What you should do
Lines from the listing below that contain the string "bool" are to be reported.
* * * * * * *
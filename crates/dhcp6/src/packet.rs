//! DHCPv6 packet model and wire codec.
//!
//! A packet is a message type, a 3-byte transaction ID and an ordered list
//! of options. Option codes may repeat (one IA-NA per interface association)
//! and the order of the list is the order on the wire.

use crate::error::Dhcp6Error;
use crate::options::{
    IA_NA_HEADER_LEN, OPT_BOOTFILE_URL, OPT_CLIENT_ARCH_TYPE, OPT_CLIENT_ID, OPT_IA_NA, OPT_IA_TA,
    OPT_ORO, OPT_SERVER_ID,
};
pub use dhcproto::v6::MessageType;

/// msg-type (1 byte) + transaction-id (3 bytes)
pub const HEADER_LEN: usize = 4;

/// option-code (2 bytes) + option-len (2 bytes)
pub const OPTION_HEADER_LEN: usize = 4;

/// A single (code, payload) option entry
#[derive(Debug, Clone, PartialEq, Eq)]
pub struct DhcpOption {
    /// Option code
    pub code: u16,
    /// Payload, without the code and length header
    pub value: Vec<u8>,
}

impl DhcpOption {
    /// Option with `code` carrying `value`
    pub fn new(code: u16, value: impl Into<Vec<u8>>) -> Self {
        Self {
            code,
            value: value.into(),
        }
    }

    /// Size of the option on the wire, header included
    pub fn wire_len(&self) -> usize {
        OPTION_HEADER_LEN + self.value.len()
    }

    /// Append code, length and payload to `buf`.
    ///
    /// The payload must fit the 16-bit length field; the encoders in
    /// [`crate::options`] keep it within [`crate::options::MAX_OPTION_LEN`].
    pub fn marshal_into(&self, buf: &mut Vec<u8>) {
        debug_assert!(
            self.value.len() <= usize::from(u16::MAX),
            "option {} payload of {} bytes overflows its length field",
            self.code,
            self.value.len()
        );
        #[allow(clippy::cast_possible_truncation, reason = "payload length checked above")]
        let len = self.value.len() as u16;
        buf.extend_from_slice(&self.code.to_be_bytes());
        buf.extend_from_slice(&len.to_be_bytes());
        buf.extend_from_slice(&self.value);
    }
}

/// Ordered multiset of options
#[derive(Debug, Clone, Default, PartialEq, Eq)]
pub struct Options(Vec<DhcpOption>);

impl Options {
    /// Empty option list
    pub fn new() -> Self {
        Self::default()
    }

    /// Append an option, keeping insertion order
    pub fn add(&mut self, option: DhcpOption) {
        self.0.push(option);
    }

    /// Payload of the first option with `code`
    pub fn get(&self, code: u16) -> Option<&[u8]> {
        self.0
            .iter()
            .find(|o| o.code == code)
            .map(|o| o.value.as_slice())
    }

    /// Payloads of every option with `code`, in wire order
    pub fn get_all(&self, code: u16) -> impl Iterator<Item = &[u8]> {
        self.0
            .iter()
            .filter(move |o| o.code == code)
            .map(|o| o.value.as_slice())
    }

    /// Number of options with `code`
    pub fn count(&self, code: u16) -> usize {
        self.0.iter().filter(|o| o.code == code).count()
    }

    /// Options in insertion order
    pub fn iter(&self) -> std::slice::Iter<'_, DhcpOption> {
        self.0.iter()
    }

    /// Total number of options
    pub fn len(&self) -> usize {
        self.0.len()
    }

    pub fn is_empty(&self) -> bool {
        self.0.is_empty()
    }

    /// Client DUID
    pub fn client_id(&self) -> Option<&[u8]> {
        self.get(OPT_CLIENT_ID)
    }

    /// Server DUID
    pub fn server_id(&self) -> Option<&[u8]> {
        self.get(OPT_SERVER_ID)
    }

    /// Whether a client id is present
    pub fn has_client_id(&self) -> bool {
        self.client_id().is_some()
    }

    /// Whether a server id is present
    pub fn has_server_id(&self) -> bool {
        self.server_id().is_some()
    }

    /// Whether at least one IA-NA is present
    pub fn has_ia_na(&self) -> bool {
        self.get(OPT_IA_NA).is_some()
    }

    /// Whether at least one IA-TA is present
    pub fn has_ia_ta(&self) -> bool {
        self.get(OPT_IA_TA).is_some()
    }

    /// IAIDs of every IA-NA option, in request order.
    ///
    /// An IA-NA shorter than its fixed header cannot carry an IAID and
    /// makes the request malformed.
    pub fn ia_na_ids(&self) -> Result<Vec<Vec<u8>>, Dhcp6Error> {
        self.get_all(OPT_IA_NA)
            .map(|value| {
                if value.len() < IA_NA_HEADER_LEN {
                    return Err(Dhcp6Error::MalformedRequest(format!(
                        "IA_NA option too short: {} bytes",
                        value.len()
                    )));
                }
                Ok(value[0..4].to_vec())
            })
            .collect()
    }

    /// First architecture type the client declared, or 0 when it declared none
    pub fn client_arch_type(&self) -> u16 {
        match self.get(OPT_CLIENT_ARCH_TYPE) {
            Some(value) if value.len() >= 2 => u16::from_be_bytes([value[0], value[1]]),
            _ => 0,
        }
    }

    /// Option codes listed in the client's option request option
    pub fn requested_options(&self) -> Vec<u16> {
        self.get(OPT_ORO)
            .map(|value| {
                value
                    .chunks_exact(2)
                    .map(|c| u16::from_be_bytes([c[0], c[1]]))
                    .collect()
            })
            .unwrap_or_default()
    }

    /// Whether the option request lists the boot file URL
    pub fn requested_bootfile_url(&self) -> bool {
        self.requested_options().contains(&OPT_BOOTFILE_URL)
    }
}

impl<'a> IntoIterator for &'a Options {
    type Item = &'a DhcpOption;
    type IntoIter = std::slice::Iter<'a, DhcpOption>;

    fn into_iter(self) -> Self::IntoIter {
        self.0.iter()
    }
}

/// One DHCPv6 client/server message
#[derive(Debug, Clone)]
pub struct Packet {
    /// Message type
    pub msg_type: MessageType,
    /// Transaction id echoed in the reply
    pub transaction_id: [u8; 3],
    /// Options in wire order
    pub options: Options,
}

impl Packet {
    /// Assemble a packet from its parts
    pub fn new(msg_type: MessageType, transaction_id: [u8; 3], options: Options) -> Self {
        Self {
            msg_type,
            transaction_id,
            options,
        }
    }

    /// Decode a client/server message (relay messages are not unwrapped)
    pub fn unmarshal(bytes: &[u8]) -> Result<Self, Dhcp6Error> {
        if bytes.len() < HEADER_LEN {
            return Err(Dhcp6Error::MalformedPacket(format!(
                "packet too short: {} bytes",
                bytes.len()
            )));
        }

        let msg_type = MessageType::from(bytes[0]);
        let transaction_id = [bytes[1], bytes[2], bytes[3]];

        let mut options = Options::new();
        let mut rest = &bytes[HEADER_LEN..];
        while !rest.is_empty() {
            if rest.len() < OPTION_HEADER_LEN {
                return Err(Dhcp6Error::MalformedPacket(format!(
                    "truncated option header: {} trailing bytes",
                    rest.len()
                )));
            }
            let code = u16::from_be_bytes([rest[0], rest[1]]);
            let len = u16::from_be_bytes([rest[2], rest[3]]) as usize;
            let end = OPTION_HEADER_LEN + len;
            if rest.len() < end {
                return Err(Dhcp6Error::MalformedPacket(format!(
                    "option {} declares {} bytes, {} available",
                    code,
                    len,
                    rest.len() - OPTION_HEADER_LEN
                )));
            }
            options.add(DhcpOption::new(code, &rest[OPTION_HEADER_LEN..end]));
            rest = &rest[end..];
        }

        Ok(Self {
            msg_type,
            transaction_id,
            options,
        })
    }

    /// Encode to wire format: type, transaction id, then options in order
    pub fn marshal(&self) -> Vec<u8> {
        let len = HEADER_LEN + self.options.iter().map(DhcpOption::wire_len).sum::<usize>();
        let mut buf = Vec::with_capacity(len);
        buf.push(u8::from(self.msg_type));
        buf.extend_from_slice(&self.transaction_id);
        for option in &self.options {
            option.marshal_into(&mut buf);
        }
        buf
    }

    /// Acceptance checks applied before a reply is built.
    ///
    /// Only clients asking for a boot file URL are answered; Request must be
    /// addressed to this server, Solicit must not be addressed to anyone.
    pub fn should_discard(&self, server_duid: &[u8]) -> Result<(), Dhcp6Error> {
        let options = &self.options;
        let discard = |reason: &str| {
            Err(Dhcp6Error::Discarded(format!(
                "{:?} packet {}",
                self.msg_type, reason
            )))
        };

        match self.msg_type {
            MessageType::Solicit => {
                if !options.requested_bootfile_url() {
                    return discard("doesn't request the boot file url option");
                }
                if !options.has_client_id() {
                    return discard("has no client id option");
                }
                if options.has_server_id() {
                    return discard("has a server id option");
                }
                Ok(())
            }
            MessageType::Request => {
                if !options.requested_bootfile_url() {
                    return discard("doesn't request the boot file url option");
                }
                if !options.has_client_id() {
                    return discard("has no client id option");
                }
                match options.server_id() {
                    None => discard("has no server id option"),
                    Some(id) if id != server_duid => discard("is addressed to another server"),
                    Some(_) => Ok(()),
                }
            }
            MessageType::InformationRequest => {
                if !options.requested_bootfile_url() {
                    return discard("doesn't request the boot file url option");
                }
                if options.has_ia_na() || options.has_ia_ta() {
                    return discard("has an IA_NA or IA_TA option");
                }
                match options.server_id() {
                    Some(id) if id != server_duid => discard("is addressed to another server"),
                    _ => Ok(()),
                }
            }
            MessageType::Release => Ok(()),
            _ => discard("has an unhandled message type"),
        }
    }
}

#[cfg(test)]
mod tests {
    use super::*;
    use crate::options::OPT_ELAPSED_TIME;

    fn oro(codes: &[u16]) -> DhcpOption {
        let value: Vec<u8> = codes.iter().flat_map(|c| c.to_be_bytes()).collect();
        DhcpOption::new(OPT_ORO, value)
    }

    fn ia_na_request(iaid: [u8; 4]) -> DhcpOption {
        let mut value = iaid.to_vec();
        value.extend_from_slice(&[0; 8]);
        DhcpOption::new(OPT_IA_NA, value)
    }

    fn solicit() -> Packet {
        let mut options = Options::new();
        options.add(DhcpOption::new(OPT_CLIENT_ID, vec![0, 3, 0, 1, 1, 2, 3, 4, 5, 6]));
        options.add(oro(&[OPT_BOOTFILE_URL]));
        Packet::new(MessageType::Solicit, [1, 2, 3], options)
    }

    #[test]
    fn test_unmarshal_preserves_order_and_duplicates() {
        let bytes = vec![
            1, 0xaa, 0xbb, 0xcc, // solicit, xid
            0, 1, 0, 2, 9, 9, // client id
            0, 3, 0, 12, 0, 0, 0, 1, 0, 0, 0, 0, 0, 0, 0, 0, // ia_na 1
            0, 8, 0, 2, 0, 0, // elapsed time
            0, 3, 0, 12, 0, 0, 0, 2, 0, 0, 0, 0, 0, 0, 0, 0, // ia_na 2
        ];
        let packet = Packet::unmarshal(&bytes).unwrap();
        assert!(matches!(packet.msg_type, MessageType::Solicit));
        assert_eq!(packet.transaction_id, [0xaa, 0xbb, 0xcc]);
        assert_eq!(packet.options.len(), 4);
        let codes: Vec<u16> = packet.options.iter().map(|o| o.code).collect();
        assert_eq!(codes, vec![OPT_CLIENT_ID, OPT_IA_NA, OPT_ELAPSED_TIME, OPT_IA_NA]);
        assert_eq!(
            packet.options.ia_na_ids().unwrap(),
            vec![vec![0, 0, 0, 1], vec![0, 0, 0, 2]]
        );
        assert_eq!(packet.marshal(), bytes);
    }

    #[test]
    fn test_unmarshal_rejects_truncated_input() {
        assert!(matches!(
            Packet::unmarshal(&[1, 0, 0]),
            Err(Dhcp6Error::MalformedPacket(_))
        ));
        assert!(matches!(
            Packet::unmarshal(&[1, 0, 0, 0, 0, 1, 0]),
            Err(Dhcp6Error::MalformedPacket(_))
        ));
        // declares 4 bytes, carries 2
        assert!(matches!(
            Packet::unmarshal(&[1, 0, 0, 0, 0, 1, 0, 4, 1, 2]),
            Err(Dhcp6Error::MalformedPacket(_))
        ));
    }

    #[test]
    fn test_short_ia_na_is_malformed_request() {
        let mut options = Options::new();
        options.add(DhcpOption::new(OPT_IA_NA, vec![0, 0, 0, 1]));
        assert!(matches!(
            options.ia_na_ids(),
            Err(Dhcp6Error::MalformedRequest(_))
        ));
    }

    #[test]
    fn test_client_arch_type() {
        let mut options = Options::new();
        assert_eq!(options.client_arch_type(), 0);
        options.add(DhcpOption::new(OPT_CLIENT_ARCH_TYPE, vec![0, 0x10, 0, 7]));
        assert_eq!(options.client_arch_type(), 0x10);
    }

    #[test]
    fn test_should_discard_solicit() {
        let packet = solicit();
        assert!(packet.should_discard(&[0, 1]).is_ok());

        let mut with_server = packet.clone();
        with_server.options.add(DhcpOption::new(OPT_SERVER_ID, vec![0, 1]));
        assert!(matches!(
            with_server.should_discard(&[0, 1]),
            Err(Dhcp6Error::Discarded(_))
        ));

        let mut no_oro = Options::new();
        no_oro.add(DhcpOption::new(OPT_CLIENT_ID, vec![0, 3, 0, 1]));
        let packet = Packet::new(MessageType::Solicit, [0; 3], no_oro);
        assert!(packet.should_discard(&[0, 1]).is_err());
    }

    #[test]
    fn test_should_discard_request_for_other_server() {
        let mut packet = solicit();
        packet.msg_type = MessageType::Request;
        assert!(packet.should_discard(&[0, 1]).is_err(), "no server id");

        packet.options.add(DhcpOption::new(OPT_SERVER_ID, vec![0, 2]));
        assert!(packet.should_discard(&[0, 1]).is_err(), "other server");
        assert!(packet.should_discard(&[0, 2]).is_ok());
    }

    #[test]
    fn test_should_discard_information_request_with_ia() {
        let mut packet = solicit();
        packet.msg_type = MessageType::InformationRequest;
        assert!(packet.should_discard(&[0, 1]).is_ok());

        packet.options.add(ia_na_request([0, 0, 0, 1]));
        assert!(packet.should_discard(&[0, 1]).is_err());
    }

    #[test]
    fn test_should_discard_unknown_type() {
        let mut packet = solicit();
        packet.msg_type = MessageType::Renew;
        assert!(packet.should_discard(&[0, 1]).is_err());

        packet.msg_type = MessageType::Release;
        assert!(packet.should_discard(&[0, 1]).is_ok());
    }
}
* * * * * * *
Completed task
    pub fn is_empty(&self) -> bool {
    pub fn has_client_id(&self) -> bool {
    pub fn has_server_id(&self) -> bool {
    pub fn has_ia_na(&self) -> bool {
    pub fn has_ia_ta(&self) -> bool {
    pub fn requested_bootfile_url(&self) -> bool {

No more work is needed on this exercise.